Family celebrating a birthday with angel food cake
Delightful homemade angel food cake, a "divine, celestial, manna from heaven" as Craig Claiborne called it. This light, moist cake is a true baking feat, rising impressively without leavening and remaining tender without any added fat.

Homemade Angel Food Cake Recipe


  • Author: Alexandra Stafford
  • Total Time: 2 hours 35 minutes
  • Yield: 1 cake

Description

This recipe for classic homemade Angel Food Cake results in an incredibly light, airy, and moist cake, perfect for any celebration. It’s a culinary triumph that’s surprisingly easy to make from scratch, and far superior to any boxed mix.
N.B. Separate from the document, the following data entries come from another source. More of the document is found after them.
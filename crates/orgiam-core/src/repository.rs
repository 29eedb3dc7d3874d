//! Repository trait definitions for data access abstraction.
//!
//! All repository operations are async. Documents carry a `version`
//! counter; `save` is a compare-and-swap on that counter and fails with
//! [`OrgIamError::Conflict`](crate::error::OrgIamError::Conflict) when the
//! stored document moved on.

use crate::error::OrgIamResult;
use crate::models::{
    department::{Department, NewDepartment},
    employee::{Employee, NewEmployee},
    incident::{CreateSyncIncident, SyncIncident},
    team::{NewTeam, Team},
};

/// Pagination parameters for list queries.
#[derive(Debug, Clone)]
pub struct Pagination {
    pub offset: u64,
    pub limit: u64,
}

impl Default for Pagination {
    fn default() -> Self {
        Self {
            offset: 0,
            limit: 50,
        }
    }
}

/// A paginated result set.
#[derive(Debug, Clone)]
pub struct PaginatedResult<T> {
    pub items: Vec<T>,
    pub total: u64,
    pub offset: u64,
    pub limit: u64,
}

pub trait EmployeeRepository: Send + Sync {
    /// Insert a new employee. Fails with `AlreadyExists` when the id or
    /// the email is taken. The new document starts `Pending` with nothing
    /// granted.
    fn create(&self, input: NewEmployee) -> impl Future<Output = OrgIamResult<Employee>> + Send;
    fn get(&self, id: &str) -> impl Future<Output = OrgIamResult<Employee>> + Send;
    fn find_by_email(
        &self,
        email: &str,
    ) -> impl Future<Output = OrgIamResult<Option<Employee>>> + Send;
    /// Overwrite the stored document if its version still equals
    /// `employee.version`. Returns the stored document with the bumped
    /// version.
    fn save(&self, employee: &Employee) -> impl Future<Output = OrgIamResult<Employee>> + Send;
    fn set_password(
        &self,
        id: &str,
        password: &str,
    ) -> impl Future<Output = OrgIamResult<()>> + Send;
    fn delete(&self, id: &str) -> impl Future<Output = OrgIamResult<()>> + Send;
    fn list(
        &self,
        pagination: Pagination,
    ) -> impl Future<Output = OrgIamResult<PaginatedResult<Employee>>> + Send;
    fn list_ids(&self) -> impl Future<Output = OrgIamResult<Vec<String>>> + Send;
    /// Employees whose department reference equals `department_id`.
    fn list_by_department(
        &self,
        department_id: &str,
    ) -> impl Future<Output = OrgIamResult<Vec<Employee>>> + Send;
    /// Employees whose team references contain `team_id`.
    fn list_by_team(
        &self,
        team_id: &str,
    ) -> impl Future<Output = OrgIamResult<Vec<Employee>>> + Send;
    /// Employees not in the `Synced` state, oldest update first.
    fn list_unsynced(
        &self,
        limit: u64,
    ) -> impl Future<Output = OrgIamResult<Vec<Employee>>> + Send;
}

pub trait TeamRepository: Send + Sync {
    fn create(&self, input: NewTeam) -> impl Future<Output = OrgIamResult<Team>> + Send;
    fn get(&self, id: &str) -> impl Future<Output = OrgIamResult<Team>> + Send;
    fn save(&self, team: &Team) -> impl Future<Output = OrgIamResult<Team>> + Send;
    fn delete(&self, id: &str) -> impl Future<Output = OrgIamResult<()>> + Send;
    fn list(
        &self,
        pagination: Pagination,
    ) -> impl Future<Output = OrgIamResult<PaginatedResult<Team>>> + Send;
    fn list_ids(&self) -> impl Future<Output = OrgIamResult<Vec<String>>> + Send;
    fn list_by_department(
        &self,
        department_id: &str,
    ) -> impl Future<Output = OrgIamResult<Vec<Team>>> + Send;
}

pub trait DepartmentRepository: Send + Sync {
    fn create(&self, input: NewDepartment)
    -> impl Future<Output = OrgIamResult<Department>> + Send;
    fn get(&self, id: &str) -> impl Future<Output = OrgIamResult<Department>> + Send;
    fn save(
        &self,
        department: &Department,
    ) -> impl Future<Output = OrgIamResult<Department>> + Send;
    fn delete(&self, id: &str) -> impl Future<Output = OrgIamResult<()>> + Send;
    fn list(
        &self,
        pagination: Pagination,
    ) -> impl Future<Output = OrgIamResult<PaginatedResult<Department>>> + Send;
    fn list_ids(&self) -> impl Future<Output = OrgIamResult<Vec<String>>> + Send;
}

/// Append-only journal of divergences between local state and the
/// policy store.
pub trait SyncIncidentRepository: Send + Sync {
    fn append(
        &self,
        input: CreateSyncIncident,
    ) -> impl Future<Output = OrgIamResult<SyncIncident>> + Send;
    /// Newest first.
    fn list(
        &self,
        pagination: Pagination,
    ) -> impl Future<Output = OrgIamResult<PaginatedResult<SyncIncident>>> + Send;
}
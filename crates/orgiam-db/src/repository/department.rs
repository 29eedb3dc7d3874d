//! SurrealDB implementation of [`DepartmentRepository`].

use chrono::{DateTime, Utc};
use orgiam_core::error::OrgIamResult;
use orgiam_core::models::department::{Department, NewDepartment};
use orgiam_core::repository::{DepartmentRepository, PaginatedResult, Pagination};
use surrealdb::{Connection, Surreal};
use surrealdb_types::SurrealValue;

use super::{CountRow, IdRow, VersionRow};
use crate::error::DbError;

const TABLE: &str = "department";

#[derive(Debug, SurrealValue)]
struct DepartmentRow {
    record_id: String,
    name: String,
    default_roles: Vec<String>,
    head_id: String,
    handover_to: Option<String>,
    version: u64,
    created_at: DateTime<Utc>,
    updated_at: Option<DateTime<Utc>>,
}

impl From<DepartmentRow> for Department {
    fn from(row: DepartmentRow) -> Self {
        Department {
            id: row.record_id,
            name: row.name,
            default_roles: row.default_roles.into_iter().collect(),
            head_id: row.head_id,
            handover_to: row.handover_to,
            version: row.version,
            created_at: row.created_at,
            updated_at: row.updated_at,
        }
    }
}

/// SurrealDB implementation of the Department repository.
#[derive(Clone)]
pub struct SurrealDepartmentRepository<C: Connection> {
    db: Surreal<C>,
}

impl<C: Connection> SurrealDepartmentRepository<C> {
    pub fn new(db: Surreal<C>) -> Self {
        Self { db }
    }
}

impl<C: Connection> DepartmentRepository for SurrealDepartmentRepository<C> {
    async fn create(&self, input: NewDepartment) -> OrgIamResult<Department> {
        let default_roles: Vec<String> = input.default_roles.into_iter().collect();

        self.db
            .query(
                "CREATE type::record('department', $id) SET \
                 name = $name, default_roles = $default_roles, \
                 head_id = $head_id, version = 1 \
                 RETURN NONE",
            )
            .bind(("id", input.id.clone()))
            .bind(("name", input.name))
            .bind(("default_roles", default_roles))
            .bind(("head_id", input.head_id))
            .await
            .map_err(DbError::from)?
            .check()
            .map_err(|e| DbError::on_create(TABLE, &input.id, e))?;

        self.get(&input.id).await
    }

    async fn get(&self, id: &str) -> OrgIamResult<Department> {
        let mut result = self
            .db
            .query("SELECT meta::id(id) AS record_id, * FROM type::record('department', $id)")
            .bind(("id", id.to_string()))
            .await
            .map_err(DbError::from)?;

        let rows: Vec<DepartmentRow> = result.take(0).map_err(DbError::from)?;
        let row = rows.into_iter().next().ok_or_else(|| DbError::NotFound {
            entity: TABLE.into(),
            id: id.to_string(),
        })?;

        Ok(row.into())
    }

    async fn save(&self, department: &Department) -> OrgIamResult<Department> {
        let default_roles: Vec<String> = department.default_roles.iter().cloned().collect();

        let mut result = self
            .db
            .query(
                "UPDATE type::record('department', $id) SET \
                 name = $name, default_roles = $default_roles, \
                 head_id = $head_id, handover_to = $handover_to, \
                 version = version + 1, updated_at = time::now() \
                 WHERE version = $expected \
                 RETURN version",
            )
            .bind(("id", department.id.clone()))
            .bind(("name", department.name.clone()))
            .bind(("default_roles", default_roles))
            .bind(("head_id", department.head_id.clone()))
            .bind(("handover_to", department.handover_to.clone()))
            .bind(("expected", department.version))
            .await
            .map_err(DbError::from)?;

        let rows: Vec<VersionRow> = result.take(0).map_err(DbError::from)?;
        if rows.is_empty() {
            self.get(&department.id).await?;
            return Err(DbError::Conflict {
                entity: TABLE.into(),
                id: department.id.clone(),
            }
            .into());
        }

        self.get(&department.id).await
    }

    async fn delete(&self, id: &str) -> OrgIamResult<()> {
        self.db
            .query("DELETE type::record('department', $id)")
            .bind(("id", id.to_string()))
            .await
            .map_err(DbError::from)?
            .check()
            .map_err(DbError::from)?;

        Ok(())
    }

    async fn list(&self, pagination: Pagination) -> OrgIamResult<PaginatedResult<Department>> {
        let mut count_result = self
            .db
            .query("SELECT count() AS total FROM department GROUP ALL")
            .await
            .map_err(DbError::from)?;
        let count_rows: Vec<CountRow> = count_result.take(0).map_err(DbError::from)?;
        let total = count_rows.first().map(|r| r.total).unwrap_or(0);

        let mut result = self
            .db
            .query(
                "SELECT meta::id(id) AS record_id, * FROM department \
                 ORDER BY created_at ASC \
                 LIMIT $limit START $offset",
            )
            .bind(("limit", pagination.limit))
            .bind(("offset", pagination.offset))
            .await
            .map_err(DbError::from)?;

        let rows: Vec<DepartmentRow> = result.take(0).map_err(DbError::from)?;

        Ok(PaginatedResult {
            items: rows.into_iter().map(Department::from).collect(),
            total,
            offset: pagination.offset,
            limit: pagination.limit,
        })
    }

    async fn list_ids(&self) -> OrgIamResult<Vec<String>> {
        let mut result = self
            .db
            .query("SELECT meta::id(id) AS record_id FROM department")
            .await
            .map_err(DbError::from)?;
        let rows: Vec<IdRow> = result.take(0).map_err(DbError::from)?;
        Ok(rows.into_iter().map(|r| r.record_id).collect())
    }
}
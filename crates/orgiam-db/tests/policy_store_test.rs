//! Integration tests for the table-backed policy store and the sync
//! incident journal.

use orgiam_core::models::incident::{CreateSyncIncident, IncidentKind};
use orgiam_core::policy::PolicyStore;
use orgiam_core::repository::{Pagination, SyncIncidentRepository};
use orgiam_core::roles::role_set;
use orgiam_db::repository::{SurrealPolicyStore, SurrealSyncIncidentRepository};
use surrealdb::Surreal;
use surrealdb::engine::local::{Db, Mem};

async fn setup() -> Surreal<Db> {
    let db = Surreal::new::<Mem>(()).await.unwrap();
    db.use_ns("test").use_db("test").await.unwrap();
    orgiam_db::run_migrations(&db).await.unwrap();
    db
}

#[tokio::test]
async fn grant_is_idempotent() {
    let store = SurrealPolicyStore::new(setup().await);

    store.grant("a@example.com", "viewer").await.unwrap();
    store.grant("a@example.com", "viewer").await.unwrap();
    store.grant("a@example.com", "editor").await.unwrap();
    store.grant("b@example.com", "viewer").await.unwrap();

    assert_eq!(
        store.roles_of("a@example.com").await.unwrap(),
        role_set(["editor", "viewer"])
    );
}

#[tokio::test]
async fn revoke_all_only_touches_one_principal() {
    let store = SurrealPolicyStore::new(setup().await);
    store.grant("a@example.com", "viewer").await.unwrap();
    store.grant("b@example.com", "viewer").await.unwrap();

    store.revoke_all("a@example.com").await.unwrap();
    store.revoke_all("a@example.com").await.unwrap();

    assert!(store.roles_of("a@example.com").await.unwrap().is_empty());
    assert_eq!(
        store.roles_of("b@example.com").await.unwrap(),
        role_set(["viewer"])
    );
}

#[tokio::test]
async fn incidents_are_appended_and_listed() {
    let repo = SurrealSyncIncidentRepository::new(setup().await);

    let first = repo
        .append(CreateSyncIncident {
            kind: IncidentKind::PartialSync,
            entity_id: "emp_1".into(),
            principal: Some("a@example.com".into()),
            failed: vec!["admin".into()],
            detail: "policy store unavailable".into(),
        })
        .await
        .unwrap();
    assert_eq!(first.kind, IncidentKind::PartialSync);
    assert_eq!(first.failed, vec!["admin".to_string()]);

    repo.append(CreateSyncIncident {
        kind: IncidentKind::CascadeIncomplete,
        entity_id: "dept_1".into(),
        principal: None,
        failed: vec!["emp_2".into()],
        detail: "1 member not detached".into(),
    })
    .await
    .unwrap();

    let page = repo.list(Pagination::default()).await.unwrap();
    assert_eq!(page.total, 2);
    assert!(page.items.iter().any(|i| i.id == first.id));
    assert!(
        page.items
            .iter()
            .any(|i| i.kind == IncidentKind::CascadeIncomplete && i.principal.is_none())
    );
}
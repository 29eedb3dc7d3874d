//! SurrealDB implementation of [`SyncIncidentRepository`].

use chrono::{DateTime, Utc};
use orgiam_core::error::OrgIamResult;
use orgiam_core::models::incident::{CreateSyncIncident, IncidentKind, SyncIncident};
use orgiam_core::repository::{PaginatedResult, Pagination, SyncIncidentRepository};
use surrealdb::{Connection, Surreal};
use surrealdb_types::SurrealValue;
use uuid::Uuid;

use super::CountRow;
use crate::error::DbError;

const TABLE: &str = "sync_incident";

#[derive(Debug, SurrealValue)]
struct IncidentRow {
    record_id: String,
    kind: String,
    entity_id: String,
    principal: Option<String>,
    failed: Vec<String>,
    detail: String,
    recorded_at: DateTime<Utc>,
}

impl IncidentRow {
    fn try_into_incident(self) -> Result<SyncIncident, DbError> {
        let id = Uuid::parse_str(&self.record_id)
            .map_err(|e| DbError::malformed(TABLE, format!("invalid UUID: {e}")))?;
        let kind = IncidentKind::parse(&self.kind)
            .ok_or_else(|| DbError::malformed(TABLE, format!("unknown kind: {}", self.kind)))?;
        Ok(SyncIncident {
            id,
            kind,
            entity_id: self.entity_id,
            principal: self.principal,
            failed: self.failed,
            detail: self.detail,
            recorded_at: self.recorded_at,
        })
    }
}

/// SurrealDB implementation of the sync incident journal.
#[derive(Clone)]
pub struct SurrealSyncIncidentRepository<C: Connection> {
    db: Surreal<C>,
}

impl<C: Connection> SurrealSyncIncidentRepository<C> {
    pub fn new(db: Surreal<C>) -> Self {
        Self { db }
    }
}

impl<C: Connection> SyncIncidentRepository for SurrealSyncIncidentRepository<C> {
    async fn append(&self, input: CreateSyncIncident) -> OrgIamResult<SyncIncident> {
        let id_str = Uuid::new_v4().to_string();

        self.db
            .query(
                "CREATE type::record('sync_incident', $id) SET \
                 kind = $kind, entity_id = $entity_id, \
                 principal = $principal, failed = $failed, \
                 detail = $detail \
                 RETURN NONE",
            )
            .bind(("id", id_str.clone()))
            .bind(("kind", input.kind.as_str().to_string()))
            .bind(("entity_id", input.entity_id))
            .bind(("principal", input.principal))
            .bind(("failed", input.failed))
            .bind(("detail", input.detail))
            .await
            .map_err(DbError::from)?
            .check()
            .map_err(|e| DbError::on_create(TABLE, &id_str, e))?;

        let mut result = self
            .db
            .query("SELECT meta::id(id) AS record_id, * FROM type::record('sync_incident', $id)")
            .bind(("id", id_str.clone()))
            .await
            .map_err(DbError::from)?;

        let rows: Vec<IncidentRow> = result.take(0).map_err(DbError::from)?;
        let row = rows.into_iter().next().ok_or_else(|| DbError::NotFound {
            entity: TABLE.into(),
            id: id_str,
        })?;

        Ok(row.try_into_incident()?)
    }

    async fn list(&self, pagination: Pagination) -> OrgIamResult<PaginatedResult<SyncIncident>> {
        let mut count_result = self
            .db
            .query("SELECT count() AS total FROM sync_incident GROUP ALL")
            .await
            .map_err(DbError::from)?;
        let count_rows: Vec<CountRow> = count_result.take(0).map_err(DbError::from)?;
        let total = count_rows.first().map(|r| r.total).unwrap_or(0);

        let mut result = self
            .db
            .query(
                "SELECT meta::id(id) AS record_id, * FROM sync_incident \
                 ORDER BY recorded_at DESC \
                 LIMIT $limit START $offset",
            )
            .bind(("limit", pagination.limit))
            .bind(("offset", pagination.offset))
            .await
            .map_err(DbError::from)?;

        let rows: Vec<IncidentRow> = result.take(0).map_err(DbError::from)?;
        let items = rows
            .into_iter()
            .map(IncidentRow::try_into_incident)
            .collect::<Result<Vec<_>, DbError>>()?;

        Ok(PaginatedResult {
            items,
            total,
            offset: pagination.offset,
            limit: pagination.limit,
        })
    }
}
Source: The New York Times Cookbook, Craig Claiborne

Important Notes: While the primary recipe is from Craig Claiborne’s New York Times Cookbook, I also reference Florence Fabricant’s invaluable guidance from The New York Times Dessert Cookbook, which is also credited to Claiborne and differs mainly in sugar quantity. Her insights are crucial for success:

  • It is absolutely essential that great care be taken in beating the egg whites so they remain creamy and do not weep or break from overbeating, preventing the cake from rising so magnificently. It’s best to underbeat them slightly.
  • Egg whites beat best if they are not ice cold; allow them to come to room temperature.
  • The pan is not greased, allowing the batter to easily “climb” up the sides as it bakes, which significantly increases the loftiness of the cake.
  • Tracing a square in the top of the unbaked batter with a knife can also encourage a more even rise.
  • Keeping the cake upside down until it cools completely is essential to prevent it from falling and losing its volume.

Ingredients

  • 1 cup sifted cake flour*
  • 1 1/2 cups superfine granulated sugar (regular granulated sugar works fine too)
  • 1 1/4 cups egg whites (10 to 12 large eggs), at room temperature
  • 1 1/4 teaspoons cream of tartar
  • 1/4 teaspoon salt
  • 1 teaspoon vanilla extract
  • 1/4 teaspoon almond extract

*I used Lily White cake flour, but all-purpose flour can be used as well.


Instructions

  1. Preheat your oven to 325ºF (160ºC).
  2. In a bowl, sift the cake flour four times with 1/2 cup of the granulated sugar. This thorough sifting is crucial for the cake’s light texture. (If you don’t have a sifter, a fine-mesh sieve works perfectly).
  3. In a large, clean mixing bowl, beat the room temperature egg whites until they become foamy. Add the cream of tartar and salt, then continue beating until soft, moist peaks form when you lift the beater. Be careful not to overbeat.
  4. Gradually add the remaining sugar, about two tablespoons at a time, beating well after each addition until fully incorporated and the meringue is glossy and holds soft peaks. Stir in the vanilla and almond extracts.
  5. Carefully sift about one-quarter cup of the flour-sugar mixture over the meringue at a time. Using a large spatula, gently cut and fold the flour mixture into the meringue just until no dry flour spots are visible. This part requires a delicate hand to avoid deflating the egg whites.
  6. Gently spoon the batter into an ungreased nine- or ten-inch tube pan. Bake for approximately 45 minutes to 1 hour, or until the cake is lightly golden brown on top and springs back when lightly touched.
  7. Immediately after removing from the oven, invert the pan onto a wire rack or suspend it over the neck of a bottle. Let the cake cool completely in the pan, which will take about an hour and a half. This step is vital to prevent the cake from collapsing.
  8. Once completely cooled, run a thin knife or metal spatula around the sides of the pan and the inner tube to release the cake. Invert onto a plate.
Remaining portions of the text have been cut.